En 2025, les boissons sucrées vont coûter plus cher. Le PLFSS 2025 prévoit en effet une hausse de la « taxe soda », de l’ordre de 5 à 35 centimes par litre. Saluée par les nutritionnistes, cette mesure s’inscrit dans ce qu’on a coutume d’appeler la fiscalité comportementale qui consiste à taxer certains produits afin de décourager leur consommation. Pour plus de clarté, France Assos Santé préfère parler de fiscalité sur les produits nocifs pour la santé et plaide pour que ces mesures fiscales, recommandées depuis vingt ans par l’Organisation mondiale de la santé (OMS), soient renforcées et intégrées à des politiques de prévention globales et volontaristes.
Le premier intérêt de la fiscalité comportementale est d’utiliser le prix comme levier de santé publique pour modifier les comportements.
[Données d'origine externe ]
use super::finding;
use super::policy::LegacyRule;
use crate::chart::types::{HouseData, Planet, PlanetPosition, CLASSICAL_PLANETS};
use crate::vedic::yogas::helpers::{house_of, ordinal};
use crate::vedic::yogas::types::{Yoga, YogaCategory};

/// Interpretation of each classical pair, in [`CLASSICAL_PLANETS`] pair order.
const PAIR_EFFECTS: [(Planet, Planet, &str); 21] = [
    (
        Planet::Sun,
        Planet::Moon,
        "Will and feeling act as one; strong purpose, sometimes at the cost of rest.",
    ),
    (Planet::Sun, Planet::Mars, "Energetic and commanding; quick to act and quick to anger."),
    (
        Planet::Sun,
        Planet::Mercury,
        "Intellect lit by confidence; skill in speech and administration.",
    ),
    (Planet::Sun, Planet::Jupiter, "Principled leadership; respected for judgement and integrity."),
    (Planet::Sun, Planet::Venus, "Taste for refinement and display; relationships tied to status."),
    (
        Planet::Sun,
        Planet::Saturn,
        "Tension between authority and duty; recognition arrives slowly.",
    ),
    (Planet::Moon, Planet::Mars, "Emotional intensity and drive; earnings through bold ventures."),
    (Planet::Moon, Planet::Mercury, "Quick, adaptable mind; talent for language and trade."),
    (Planet::Moon, Planet::Jupiter, "Generous and optimistic nature; protected by good counsel."),
    (
        Planet::Moon,
        Planet::Venus,
        "Gentle charm and artistic feeling; comfort and pleasant company.",
    ),
    (
        Planet::Moon,
        Planet::Saturn,
        "Serious, reserved temperament; emotional maturity through hardship.",
    ),
    (
        Planet::Mars,
        Planet::Mercury,
        "Sharp, argumentative intellect; technical and strategic skill.",
    ),
    (
        Planet::Mars,
        Planet::Jupiter,
        "Courage guided by principle; success in law, command or engineering.",
    ),
    (Planet::Mars, Planet::Venus, "Passionate and magnetic; strong desires in love and art."),
    (Planet::Mars, Planet::Saturn, "Friction between haste and caution; endurance under pressure."),
    (Planet::Mercury, Planet::Jupiter, "Learning and wisdom combined; gifted teacher or adviser."),
    (
        Planet::Mercury,
        Planet::Venus,
        "Graceful speech and creative skill; success in arts and commerce.",
    ),
    (
        Planet::Mercury,
        Planet::Saturn,
        "Methodical, practical thinking; patience with detailed work.",
    ),
    (Planet::Jupiter, Planet::Venus, "Two benefics together; comfort, learning and social grace."),
    (
        Planet::Jupiter,
        Planet::Saturn,
        "Steady ambition tempered by ethics; gains through long effort.",
    ),
    (Planet::Venus, Planet::Saturn, "Loyal in relationships; artistry refined by discipline."),
];

fn pair_effect(a: Planet, b: Planet) -> &'static str {
    PAIR_EFFECTS
        .iter()
        .find(|(x, y, _)| *x == a && *y == b)
        .map(|(_, _, text)| *text)
        .unwrap_or("")
}

pub(super) fn detect(positions: &[PlanetPosition], _houses: &[HouseData]) -> Vec<Yoga> {
    let mut yogas = Vec::new();
    for (i, a) in CLASSICAL_PLANETS.iter().enumerate() {
        for b in &CLASSICAL_PLANETS[i + 1..] {
            let (Some(ha), Some(hb)) = (house_of(positions, *a), house_of(positions, *b)) else {
                continue;
            };
            if ha != hb {
                continue;
            }
            yogas.push(finding(
                YogaCategory::Conjunction,
                format!("{a}-{b} Conjunction"),
                vec![*a, *b],
                vec![ha],
                LegacyRule::PlanetConjunction,
                format!("{a} and {b} are conjunct in the {} house.", ordinal(ha)),
                pair_effect(*a, *b),
            ));
        }
    }
    yogas
}

#[cfg(test)]
mod tests {
    use super::*;
    use crate::chart::builder::ChartBuilder;

    #[test]
    fn test_every_pair_has_text() {
        for (i, a) in CLASSICAL_PLANETS.iter().enumerate() {
            for b in &CLASSICAL_PLANETS[i + 1..] {
                assert!(!pair_effect(*a, *b).is_empty(), "{a}-{b}");
            }
        }
    }

    #[test]
    fn test_three_planets_give_three_pairs() {
        let chart = ChartBuilder::new(5.0)
            .planet(Planet::Sun, 10.0)
            .planet(Planet::Moon, 15.0)
            .planet(Planet::Mars, 20.0)
            .planet(Planet::Mercury, 100.0)
            .planet(Planet::Jupiter, 160.0)
            .planet(Planet::Venus, 220.0)
            .planet(Planet::Saturn, 280.0)
            .planet(Planet::Rahu, 190.0)
            .build()
            .unwrap();
        let names: Vec<String> = detect(&chart.positions, &chart.houses)
            .into_iter()
            .map(|y| y.name)
            .collect();
        assert_eq!(
            names,
            vec!["Sun-Moon Conjunction", "Sun-Mars Conjunction", "Moon-Mars Conjunction"]
        );
    }
}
En France, la fiscalité sur les produits nocifs pour la santé porte sur le tabac, l’alcool et les boissons à sucres ajoutés, tels que les sodas. L’objectif est d’amener les consommateurs, influencés par le coût plus élevé des produits malsains, à changer leurs habitudes et, de ce fait, à adopter un mode de vie plus sain et à inciter les industriels à modifier la composition de leurs produits. Ces taxes visent ainsi à prévenir certaines maladies chroniques coûteuses à soigner, comme le diabète, les maladies cardiovasculaires et les cancers, et à réduire les dépenses publiques liées à ces maladies évitables.
Taxer les produits nocifs pour la santé, c’est aussi allier politique de santé publique et recettes budgétaires pour l’État. Les recettes ainsi générées permettent de financer les soins des personnes malades et d’investir dans des programmes de prévention et de sensibilisation. Néanmoins, pour que ces taxes engendrent un cercle vertueux, des associations membres de France Assos Santé soulignent que plusieurs conditions doivent être réunies.
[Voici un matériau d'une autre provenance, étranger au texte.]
//! Hand-written detectors for the families that have no catalog entries.
//!
//! Each family is a plain function from chart facts to findings. The
//! orchestrator runs them in [`LEGACY_FAMILIES`] order.

mod arishta;
mod aspects;
mod bhava;
mod conjunctions;
mod dhana;
mod nakshatra;
mod parivartana;
mod placements;
pub mod policy;
mod raja;

use crate::chart::types::{HouseData, Planet, PlanetPosition};
use crate::vedic::yogas::types::{Yoga, YogaCategory};
use policy::{policy_strength, LegacyRule};

pub type FamilyDetector = fn(&[PlanetPosition], &[HouseData]) -> Vec<Yoga>;

pub const LEGACY_FAMILIES: &[(&str, FamilyDetector)] = &[
    ("raja", raja::detect),
    ("dhana", dhana::detect),
    ("conjunction", conjunctions::detect),
    ("placement", placements::detect),
    ("bhava", bhava::detect),
    ("parivartana", parivartana::detect),
    ("arishta", arishta::detect),
    ("aspect", aspects::detect),
    ("nakshatra", nakshatra::detect),
];

/// Run every legacy family in registration order.
pub fn detect_legacy(positions: &[PlanetPosition], houses: &[HouseData]) -> Vec<Yoga> {
    let mut found = Vec::new();
    for (family, detect) in LEGACY_FAMILIES {
        let before = found.len();
        found.extend(detect(positions, houses));
        log::trace!("legacy {family}: {} findings", found.len() - before);
    }
    found
}

pub(crate) fn finding(
    category: YogaCategory,
    name: impl Into<String>,
    planets: Vec<Planet>,
    houses: Vec<u8>,
    rule: LegacyRule,
    description: String,
    effects: impl Into<String>,
) -> Yoga {
    let mut unique = Vec::with_capacity(houses.len());
    for house in houses {
        if !unique.contains(&house) {
            unique.push(house);
        }
    }
    Yoga {
        category,
        name: name.into(),
        planets,
        houses: unique,
        strength: policy_strength(rule),
        description,
        effects: effects.into(),
    }
}

/// Canonical significations of the twelve houses, indexed by house number - 1.
pub(crate) const HOUSE_MEANINGS: [&str; 12] = [
    "self, personality, physical body",
    "wealth, family, speech",
    "siblings, courage, communication",
    "mother, home, education, vehicles",
    "children, intelligence, creativity",
    "enemies, diseases, debts, service",
    "spouse, partnerships, business",
    "longevity, transformation, hidden wealth",
    "father, fortune, dharma, higher learning",
    "career, status, authority, karma",
    "gains, income, friendships, aspirations",
    "losses, expenses, spirituality, foreign lands",
];

pub(crate) fn house_meaning(house: u8) -> &'static str {
    HOUSE_MEANINGS
        .get(usize::from(house).wrapping_sub(1))
        .copied()
        .unwrap_or("")
}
Une augmentation forte et régulière du prix du tabac
La France est l’un des six pays de l’OCDE où le prix du tabac est le plus élevé : la taxe correspond à plus de 80 % du prix du paquet de cigarettes vendu 12,50 euros au 1er janvier 2024. Elle rapporte à la Sécurité sociale 14 milliards d’euros par an, selon l’Observatoire français des drogues et des tendances addictives (OFDT). Plusieurs lois et outils concourent également à la lutte contre le tabagisme en France : l’interdiction de la publicité, de fumer dans des lieux à usage collectif, le dispositif Tabac Info Service, le paquet neutre et le remboursement des substituts nicotiniques.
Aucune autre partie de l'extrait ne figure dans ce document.